Problem statement:
Below are records; please set down exactly the lines from the first through the one containing "pub fn invocations(&self)".

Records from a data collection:
..............................

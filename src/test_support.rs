//! Test doubles shared across unit and integration tests.

use std::cell::RefCell;
use std::collections::{HashMap, HashSet, VecDeque};
use std::ffi::OsString;
use std::fmt;
use std::rc::Rc;
use std::sync::{Arc, Mutex, MutexGuard};

use camino::{Utf8Path, Utf8PathBuf};
use thiserror::Error;
use tokio::time::Instant;

use crate::channel::{
    ChannelError, CommandOutput, CommandRunner, RemoteChannel, RemoteHost, RemoteOutput,
};
use crate::gateway::{GatewayFuture, InstanceStatus, LaunchRequest, ProviderGateway};

/// Scripted command runner that returns pre-seeded outputs in FIFO order.
///
/// Used to drive deterministic command outcomes without spawning processes.
#[derive(Clone, Debug, Default)]
pub struct ScriptedRunner {
    responses: Rc<RefCell<VecDeque<CommandOutput>>>,
    invocations: Rc<RefCell<Vec<CommandInvocation>>>,
}

/// Records a single invocation made through [`ScriptedRunner`].
#[derive(Clone, Debug, Eq, PartialEq)]
pub struct CommandInvocation {
    /// Program name as passed to the runner.
    pub program: String,
    /// Arguments passed to the program.
    pub args: Vec<OsString>,
}

impl CommandInvocation {
    /// Returns a shell-like command string for assertions.
    #[must_use]
    pub fn command_string(&self) -> String {
        let mut parts = Vec::with_capacity(self.args.len() + 1);
        parts.push(self.program.clone());
        parts.extend(
            self.args
                .iter()
                .map(|arg| arg.to_string_lossy().into_owned()),
        );
        parts.join(" ")
    }
}

impl ScriptedRunner {
    /// Creates a new runner with no queued responses.
    #[must_use]
    pub fn new() -> Self {
        Self::default()
    }

    /// Returns a snapshot of all invocations recorded so far.
    #[must_use]
    pub fn invocations(&self) -> Vec<CommandInvocation> {
        self.invocations.borrow().clone()
    }

    /// Pushes a successful exit status.
    pub fn push_success(&self) {
        self.push_output(Some(0), "", "");
    }

    /// Pushes a failing exit code with stderr text.
    pub fn push_failure(&self, code: i32) {
        self.push_output(Some(code), "", "simulated failure");
    }

    /// Pushes an explicit command output response.
    pub fn push_output(
        &self,
        code: Option<i32>,
        stdout: impl Into<String>,
        stderr: impl Into<String>,
    ) {
        self.responses.borrow_mut().push_back(CommandOutput {
            code,
            stdout: stdout.into(),
            stderr: stderr.into(),
        });
    }
}

impl CommandRunner for ScriptedRunner {
    fn run(&self, program: &str, args: &[OsString]) -> Result<CommandOutput, ChannelError> {
        self.invocations.borrow_mut().push(CommandInvocation {
            program: program.to_owned(),
            args: args.to_vec(),
        });
        self.responses
            .borrow_mut()
            .pop_front()
            .ok_or_else(|| ChannelError::Spawn {
                program: program.to_owned(),
                message: String::from("no scripted response available"),
            })
    }
}

/// Gateway operations that can be observed or made to fail.
#[derive(Clone, Copy, Debug, Eq, Hash, PartialEq)]
pub enum GatewayOp {
    /// [`ProviderGateway::describe_status`].
    DescribeStatus,
    /// [`ProviderGateway::create`].
    Create,
    /// [`ProviderGateway::request_start`].
    Start,
    /// [`ProviderGateway::request_stop`].
    Stop,
    /// [`ProviderGateway::public_address`].
    PublicAddress,
    /// [`ProviderGateway::first_running_instance_id`].
    FirstRunning,
}

impl fmt::Display for GatewayOp {
    fn fmt(&self, f: &mut fmt::Formatter<'_>) -> fmt::Result {
        let label = match self {
            Self::DescribeStatus => "describe-status",
            Self::Create => "create",
            Self::Start => "start",
            Self::Stop => "stop",
            Self::PublicAddress => "public-address",
            Self::FirstRunning => "first-running",
        };
        f.write_str(label)
    }
}

/// A call recorded by [`ScriptedGateway`], stamped with the tokio clock.
#[derive(Clone, Debug, Eq, PartialEq)]
pub struct GatewayCall {
    /// Operation invoked.
    pub op: GatewayOp,
    /// Instance the call targeted; empty for account-wide lookups.
    pub instance_id: String,
    /// Tokio clock reading when the call was made.
    pub at: Instant,
}

/// Error returned by [`ScriptedGateway`] for injected failures.
#[derive(Clone, Debug, Error, Eq, PartialEq)]
#[error("scripted {op} failure")]
pub struct ScriptedGatewayError {
    /// Operation that was made to fail.
    pub op: GatewayOp,
}

#[derive(Debug, Default)]
struct GatewayState {
    statuses: HashMap<String, VecDeque<InstanceStatus>>,
    created_ids: VecDeque<String>,
    launches: Vec<LaunchRequest>,
    addresses: HashMap<String, String>,
    first_running: String,
    failures: HashSet<GatewayOp>,
    calls: Vec<GatewayCall>,
}

/// Scripted [`ProviderGateway`] that replays status sequences and records
/// every call.
///
/// Each instance's status sequence is consumed one entry per
/// `describe_status` call; the last entry repeats forever. Instances without
/// a script are reported as [`InstanceStatus::Absent`].
#[derive(Clone, Debug, Default)]
pub struct ScriptedGateway {
    state: Arc<Mutex<GatewayState>>,
}

impl ScriptedGateway {
    /// Creates a gateway with no instances.
    #[must_use]
    pub fn new() -> Self {
        Self::default()
    }

    fn lock(&self) -> MutexGuard<'_, GatewayState> {
        self.state
            .lock()
            .unwrap_or_else(|err| panic!("lock poisoned: scripted gateway: {err}"))
    }

    /// Scripts the statuses returned for `instance_id`.
    pub fn script_status(&self, instance_id: &str, statuses: &[InstanceStatus]) {
        self.lock()
            .statuses
            .insert(instance_id.to_owned(), statuses.iter().copied().collect());
    }

    /// Queues the identifier returned by the next `create` call.
    pub fn push_created_id(&self, instance_id: &str) {
        self.lock().created_ids.push_back(instance_id.to_owned());
    }

    /// Sets the public address reported for `instance_id`.
    pub fn set_public_address(&self, instance_id: &str, address: &str) {
        self.lock()
            .addresses
            .insert(instance_id.to_owned(), address.to_owned());
    }

    /// Sets the identifier returned by the first-running lookup.
    pub fn set_first_running(&self, instance_id: &str) {
        instance_id.clone_into(&mut self.lock().first_running);
    }

    /// Makes every call of `op` fail.
    pub fn fail(&self, op: GatewayOp) {
        self.lock().failures.insert(op);
    }

    /// Returns every recorded call in order.
    #[must_use]
    pub fn calls(&self) -> Vec<GatewayCall> {
        self.lock().calls.clone()
    }

    /// Returns the recorded calls of a single operation.
    #[must_use]
    pub fn calls_of(&self, op: GatewayOp) -> Vec<GatewayCall> {
        self.lock()
            .calls
            .iter()
            .filter(|call| call.op == op)
            .cloned()
            .collect()
    }

    /// Returns how many times `op` was invoked.
    #[must_use]
    pub fn count(&self, op: GatewayOp) -> usize {
        self.calls_of(op).len()
    }

    /// Returns the launch requests passed to `create`.
    #[must_use]
    pub fn launches(&self) -> Vec<LaunchRequest> {
        self.lock().launches.clone()
    }

    fn record(&self, op: GatewayOp, instance_id: &str) -> Result<(), ScriptedGatewayError> {
        let mut state = self.lock();
        state.calls.push(GatewayCall {
            op,
            instance_id: instance_id.to_owned(),
            at: Instant::now(),
        });
        if state.failures.contains(&op) {
            return Err(ScriptedGatewayError { op });
        }
        Ok(())
    }

    fn next_status(&self, instance_id: &str) -> InstanceStatus {
        let mut state = self.lock();
        let Some(queue) = state.statuses.get_mut(instance_id) else {
            return InstanceStatus::Absent;
        };
        if queue.len() > 1 {
            queue.pop_front().unwrap_or(InstanceStatus::Absent)
        } else {
            queue.front().copied().unwrap_or(InstanceStatus::Absent)
        }
    }
}

impl ProviderGateway for ScriptedGateway {
    type Error = ScriptedGatewayError;

    fn describe_status<'a>(
        &'a self,
        instance_id: &'a str,
    ) -> GatewayFuture<'a, InstanceStatus, Self::Error> {
        Box::pin(async move {
            self.record(GatewayOp::DescribeStatus, instance_id)?;
            Ok(self.next_status(instance_id))
        })
    }

    fn create<'a>(&'a self, request: &'a LaunchRequest) -> GatewayFuture<'a, String, Self::Error> {
        Box::pin(async move {
            self.record(GatewayOp::Create, "")?;
            let mut state = self.lock();
            state.launches.push(request.clone());
            let next = state.launches.len();
            Ok(state
                .created_ids
                .pop_front()
                .unwrap_or_else(|| format!("i-scripted-{next}")))
        })
    }

    fn request_start<'a>(&'a self, instance_id: &'a str) -> GatewayFuture<'a, (), Self::Error> {
        Box::pin(async move { self.record(GatewayOp::Start, instance_id) })
    }

    fn request_stop<'a>(&'a self, instance_id: &'a str) -> GatewayFuture<'a, (), Self::Error> {
        Box::pin(async move { self.record(GatewayOp::Stop, instance_id) })
    }

    fn public_address<'a>(
        &'a self,
        instance_id: &'a str,
    ) -> GatewayFuture<'a, String, Self::Error> {
        Box::pin(async move {
            self.record(GatewayOp::PublicAddress, instance_id)?;
            Ok(self
                .lock()
                .addresses
                .get(instance_id)
                .cloned()
                .unwrap_or_default())
        })
    }

    fn first_running_instance_id(&self) -> GatewayFuture<'_, String, Self::Error> {
        Box::pin(async move {
            self.record(GatewayOp::FirstRunning, "")?;
            Ok(self.lock().first_running.clone())
        })
    }
}

/// A file recorded by [`ScriptedChannel::send_file`].
#[derive(Clone, Debug, Eq, PartialEq)]
pub struct SentFile {
    /// Host the file was sent to.
    pub host: RemoteHost,
    /// Local source path.
    pub local_path: Utf8PathBuf,
    /// Remote destination path.
    pub remote_path: String,
    /// File contents at the time of transfer.
    pub contents: String,
}

/// A command recorded by [`ScriptedChannel::run_command`].
#[derive(Clone, Debug, Eq, PartialEq)]
pub struct RanCommand {
    /// Host the command ran on.
    pub host: RemoteHost,
    /// Command line.
    pub command: String,
}

#[derive(Debug, Default)]
struct ChannelState {
    sent: Vec<SentFile>,
    commands: Vec<RanCommand>,
    outputs: VecDeque<Result<RemoteOutput, ChannelError>>,
    fail_transfers: bool,
}

/// Scripted [`RemoteChannel`] that captures transferred files and commands.
///
/// Commands return queued outputs in FIFO order, or an empty successful
/// output once the queue is drained.
#[derive(Clone, Debug, Default)]
pub struct ScriptedChannel {
    state: Rc<RefCell<ChannelState>>,
}

impl ScriptedChannel {
    /// Creates a channel with no queued outputs.
    #[must_use]
    pub fn new() -> Self {
        Self::default()
    }

    /// Makes every transfer fail.
    pub fn fail_transfers(&self) {
        self.state.borrow_mut().fail_transfers = true;
    }

    /// Queues the result of the next command.
    pub fn push_command_result(&self, result: Result<RemoteOutput, ChannelError>) {
        self.state.borrow_mut().outputs.push_back(result);
    }

    /// Returns the files sent so far.
    #[must_use]
    pub fn sent(&self) -> Vec<SentFile> {
        self.state.borrow().sent.clone()
    }

    /// Returns the commands run so far.
    #[must_use]
    pub fn commands(&self) -> Vec<RanCommand> {
        self.state.borrow().commands.clone()
    }
}

impl RemoteChannel for ScriptedChannel {
    fn send_file(
        &self,
        host: &RemoteHost,
        local_path: &Utf8Path,
        remote_path: &str,
    ) -> Result<(), ChannelError> {
        let mut state = self.state.borrow_mut();
        if state.fail_transfers {
            return Err(ChannelError::Transfer {
                local_path: local_path.to_path_buf(),
                remote_path: remote_path.to_owned(),
                message: String::from("scripted transfer failure"),
            });
        }
        let contents = std::fs::read_to_string(local_path).map_err(|err| {
            ChannelError::Transfer {
                local_path: local_path.to_path_buf(),
                remote_path: remote_path.to_owned(),
                message: err.to_string(),
            }
        })?;
        state.sent.push(SentFile {
            host: host.clone(),
            local_path: local_path.to_path_buf(),
            remote_path: remote_path.to_owned(),
            contents,
        });
        Ok(())
    }

    fn run_command(&self, host: &RemoteHost, command: &str) -> Result<RemoteOutput, ChannelError> {
        let mut state = self.state.borrow_mut();
        state.commands.push(RanCommand {
            host: host.clone(),
            command: command.to_owned(),
        });
        state.outputs.pop_front().unwrap_or_else(|| {
            Ok(RemoteOutput {
                exit_code: Some(0),
                stdout: String::new(),
                stderr: String::new(),
            })
        })
    }
}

..............................

Response to the task:
filename src/test_support.rs
//! Test doubles shared across unit and integration tests.

use std::cell::RefCell;
use std::collections::{HashMap, HashSet, VecDeque};
use std::ffi::OsString;
use std::fmt;
use std::rc::Rc;
use std::sync::{Arc, Mutex, MutexGuard};

use camino::{Utf8Path, Utf8PathBuf};
use thiserror::Error;
use tokio::time::Instant;

use crate::channel::{
    ChannelError, CommandOutput, CommandRunner, RemoteChannel, RemoteHost, RemoteOutput,
};
use crate::gateway::{GatewayFuture, InstanceStatus, LaunchRequest, ProviderGateway};

/// Scripted command runner that returns pre-seeded outputs in FIFO order.
///
/// Used to drive deterministic command outcomes without spawning processes.
#[derive(Clone, Debug, Default)]
pub struct ScriptedRunner {
    responses: Rc<RefCell<VecDeque<CommandOutput>>>,
    invocations: Rc<RefCell<Vec<CommandInvocation>>>,
}

/// Records a single invocation made through [`ScriptedRunner`].
#[derive(Clone, Debug, Eq, PartialEq)]
pub struct CommandInvocation {
    /// Program name as passed to the runner.
    pub program: String,
    /// Arguments passed to the program.
    pub args: Vec<OsString>,
}

impl CommandInvocation {
    /// Returns a shell-like command string for assertions.
    #[must_use]
    pub fn command_string(&self) -> String {
        let mut parts = Vec::with_capacity(self.args.len() + 1);
        parts.push(self.program.clone());
        parts.extend(
            self.args
                .iter()
                .map(|arg| arg.to_string_lossy().into_owned()),
        );
        parts.join(" ")
    }
}

impl ScriptedRunner {
    /// Creates a new runner with no queued responses.
    #[must_use]
    pub fn new() -> Self {
        Self::default()
    }

    /// Returns a snapshot of all invocations recorded so far.
    #[must_use]
    pub fn invocations(&self) -> Vec<CommandInvocation> {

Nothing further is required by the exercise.